Since the RF wavelength is much larger than the geometric features, we use a LayerRefinementSpec at the CPW to automatically enhance the mesh and better resolve its corners.
For the rest of the simulation, we use the automatic grid with min_steps_per_sim_size = 100, which ensures at least 100 grid cells along the longest dimension of the simulation domain.
We will also add mesh override regions to properly resolve the thickness of the optical waveguide, as well as the gaps, to ensure accurate results.
For impedance calculation, we define a current integration path around the CPW signal, and a voltage integration path from the signal to ground.
[11]:
mzm_mode_data = web.run(mzm_solver, task_name="MZM mode solver", path="data/MZM_mode_data.hdf5")
15:12:42 -03 Created task 'MZM mode solver' with resource_id 'mo-f356db97-e9ab-44ad-a652-38f14457d53c' and task_type 'MODE_SOLVER'.
View task using web UI at 'https://tidy3d.simulation.cloud/workbench?taskId=mo-f356db97-e9ab- 44ad-a652-38f14457d53c'.
Task folder: 'default'.
Output()
15:12:45 -03 Estimated FlexCredit cost: 0.008. Minimum cost depends on task execution details. Use 'web.real_cost(task_id)' to get the billed FlexCredit cost after a simulation run.

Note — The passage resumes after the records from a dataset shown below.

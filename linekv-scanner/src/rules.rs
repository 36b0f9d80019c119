//! The six token classes, in classification order.

use crate::context::ScanContext;
use crate::scanner::RuleSet;
use crate::token::{Token, TokenKind};
use crate::traits::ScanRule;
use linekv_common::{ScanError, Stage};

pub fn is_newline(ch: char) -> bool {
    ch == '\n'
}

pub fn is_quote(ch: char) -> bool {
    ch == '"' || ch == '\''
}

/// Whitespace other than the newline.
pub fn is_blank(ch: char) -> bool {
    ch != '\n' && ch.is_whitespace()
}

/// Code points that may appear in an Atom: printable, not whitespace and
/// not `=`.
pub fn is_atom_char(ch: char) -> bool {
    ch != '=' && !ch.is_whitespace() && !ch.is_control() && !is_format_or_private(ch)
}

/// Unicode format (Cf) and private-use (Co) code points, which are not
/// printable.
fn is_format_or_private(ch: char) -> bool {
    matches!(
        ch,
        '\u{00AD}'
            | '\u{0600}'..='\u{0605}'
            | '\u{061C}'
            | '\u{06DD}'
            | '\u{070F}'
            | '\u{0890}'..='\u{0891}'
            | '\u{08E2}'
            | '\u{180E}'
            | '\u{200B}'..='\u{200F}'
            | '\u{202A}'..='\u{202E}'
            | '\u{2060}'..='\u{2064}'
            | '\u{2066}'..='\u{206F}'
            | '\u{E000}'..='\u{F8FF}'
            | '\u{FEFF}'
            | '\u{FFF9}'..='\u{FFFB}'
            | '\u{110BD}'
            | '\u{110CD}'
            | '\u{13430}'..='\u{1343F}'
            | '\u{1BCA0}'..='\u{1BCA3}'
            | '\u{1D173}'..='\u{1D17A}'
            | '\u{E0001}'
            | '\u{E0020}'..='\u{E007F}'
            | '\u{F0000}'..='\u{FFFFD}'
            | '\u{100000}'..='\u{10FFFD}'
    )
}

/// The default rule set.
pub fn default_rules<Ctx>() -> RuleSet<Ctx>
where
    Ctx: ScanContext,
{
    vec![
        Box::new(NewLineRule),
        Box::new(QuotedStringRule),
        Box::new(WhiteSpaceRule),
        Box::new(EqualRule),
        Box::new(AtomRule),
        Box::new(UnidentifiedRule),
    ]
}

/// Exactly one `\n`.
pub struct NewLineRule;

impl<Ctx> ScanRule<Ctx> for NewLineRule
where
    Ctx: ScanContext,
{
    fn try_match(&mut self, ctx: &mut Ctx) -> Result<Option<Token>, ScanError> {
        if ctx.peek()? != Some('\n') {
            return Ok(None);
        }
        let position = ctx.position();
        ctx.advance()?;
        Ok(Some(Token::new(TokenKind::NewLine, "\n", position)))
    }

    fn priority(&self) -> i32 {
        60
    }

    fn quick_check(&self, first_char: char) -> Option<bool> {
        Some(is_newline(first_char))
    }
}

/// A `'` or `"` delimited value. The delimiters are dropped and a backslash
/// makes the following code point literal.
pub struct QuotedStringRule;

impl<Ctx> ScanRule<Ctx> for QuotedStringRule
where
    Ctx: ScanContext,
{
    fn try_match(&mut self, ctx: &mut Ctx) -> Result<Option<Token>, ScanError> {
        let Some(delimiter) = ctx.peek()?.filter(|ch| is_quote(*ch)) else {
            return Ok(None);
        };
        let position = ctx.position();
        ctx.advance()?;
        ctx.diagnostics().trace(
            Stage::Scan,
            format_args!("quoted value opened with {delimiter:?} at {position}"),
        );

        let mut value = String::new();
        let mut escaped = false;
        loop {
            let Some(ch) = ctx.advance()? else {
                return Err(ScanError::UnterminatedQuote {
                    delimiter,
                    position,
                });
            };
            if escaped {
                value.push(ch);
                escaped = false;
            } else if ch == '\\' {
                escaped = true;
            } else if ch == delimiter {
                break;
            } else {
                value.push(ch);
            }
        }

        ctx.diagnostics().trace(
            Stage::Scan,
            format_args!("quoted value closed at {}", ctx.position()),
        );
        Ok(Some(Token::new(TokenKind::QuotedString, value, position)))
    }

    fn priority(&self) -> i32 {
        50
    }

    fn quick_check(&self, first_char: char) -> Option<bool> {
        Some(is_quote(first_char))
    }
}

/// A maximal run of whitespace, newline excluded.
pub struct WhiteSpaceRule;

impl<Ctx> ScanRule<Ctx> for WhiteSpaceRule
where
    Ctx: ScanContext,
{
    fn try_match(&mut self, ctx: &mut Ctx) -> Result<Option<Token>, ScanError> {
        let position = ctx.position();
        let value = ctx.consume_while(is_blank)?;
        if value.is_empty() {
            Ok(None)
        } else {
            Ok(Some(Token::new(TokenKind::WhiteSpace, value, position)))
        }
    }

    fn priority(&self) -> i32 {
        40
    }

    fn quick_check(&self, first_char: char) -> Option<bool> {
        Some(is_blank(first_char))
    }
}

/// Exactly one `=`; a run of them scans as one token each.
pub struct EqualRule;

impl<Ctx> ScanRule<Ctx> for EqualRule
where
    Ctx: ScanContext,
{
    fn try_match(&mut self, ctx: &mut Ctx) -> Result<Option<Token>, ScanError> {
        if ctx.peek()? != Some('=') {
            return Ok(None);
        }
        let position = ctx.position();
        ctx.advance()?;
        Ok(Some(Token::new(TokenKind::Equal, "=", position)))
    }

    fn priority(&self) -> i32 {
        30
    }

    fn quick_check(&self, first_char: char) -> Option<bool> {
        Some(first_char == '=')
    }
}

/// A maximal run of atom code points.
pub struct AtomRule;

impl<Ctx> ScanRule<Ctx> for AtomRule
where
    Ctx: ScanContext,
{
    fn try_match(&mut self, ctx: &mut Ctx) -> Result<Option<Token>, ScanError> {
        let position = ctx.position();
        let value = ctx.consume_while(is_atom_char)?;
        if value.is_empty() {
            Ok(None)
        } else {
            Ok(Some(Token::new(TokenKind::Atom, value, position)))
        }
    }

    fn priority(&self) -> i32 {
        20
    }

    fn quick_check(&self, first_char: char) -> Option<bool> {
        Some(is_atom_char(first_char))
    }
}

/// Catch-all: a maximal run of anything but whitespace.
///
/// Once started it also swallows `=`, quotes and atom code points up to the
/// next whitespace.
pub struct UnidentifiedRule;

impl<Ctx> ScanRule<Ctx> for UnidentifiedRule
where
    Ctx: ScanContext,
{
    fn try_match(&mut self, ctx: &mut Ctx) -> Result<Option<Token>, ScanError> {
        let position = ctx.position();
        let value = ctx.consume_while(|ch| !ch.is_whitespace())?;
        if value.is_empty() {
            Ok(None)
        } else {
            Ok(Some(Token::new(TokenKind::Unidentified, value, position)))
        }
    }

    fn priority(&self) -> i32 {
        10
    }

    fn quick_check(&self, first_char: char) -> Option<bool> {
        Some(!first_char.is_whitespace())
    }
}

15:12:47 -03 status = success
Output()
15:13:09 -03 loading simulation from data/MZM_mode_data.hdf5
Visualizing the results:
[12]:
# Visualize the RF mode
ax = mzm_solver.plot_field("E", "abs", f=rf_freqs[0], mode_index=0, robust=True, shading="gouraud")
ax.set_ylim(1, 5)
ax.set_xlim(5, 18)
plt.show()
We can now use the built-in ImpedanceCalculator to calculate and visualize the impedance results.
[13]:
def get_impedance(data, I_int, V_int, plot=True):
n_eff = data.n_eff.isel(mode_index=0)
k_eff = data.k_eff.isel(mode_index=0)
# Calculate Z0
Z0_mzm = np.conjugate(
mw.ImpedanceCalculator(voltage_integral=V_int, current_integral=I_int).compute_impedance(
data
)
).squeeze()
if plot:
fig, ax = plt.subplots(1, 2, figsize=(8, 3), tight_layout=True)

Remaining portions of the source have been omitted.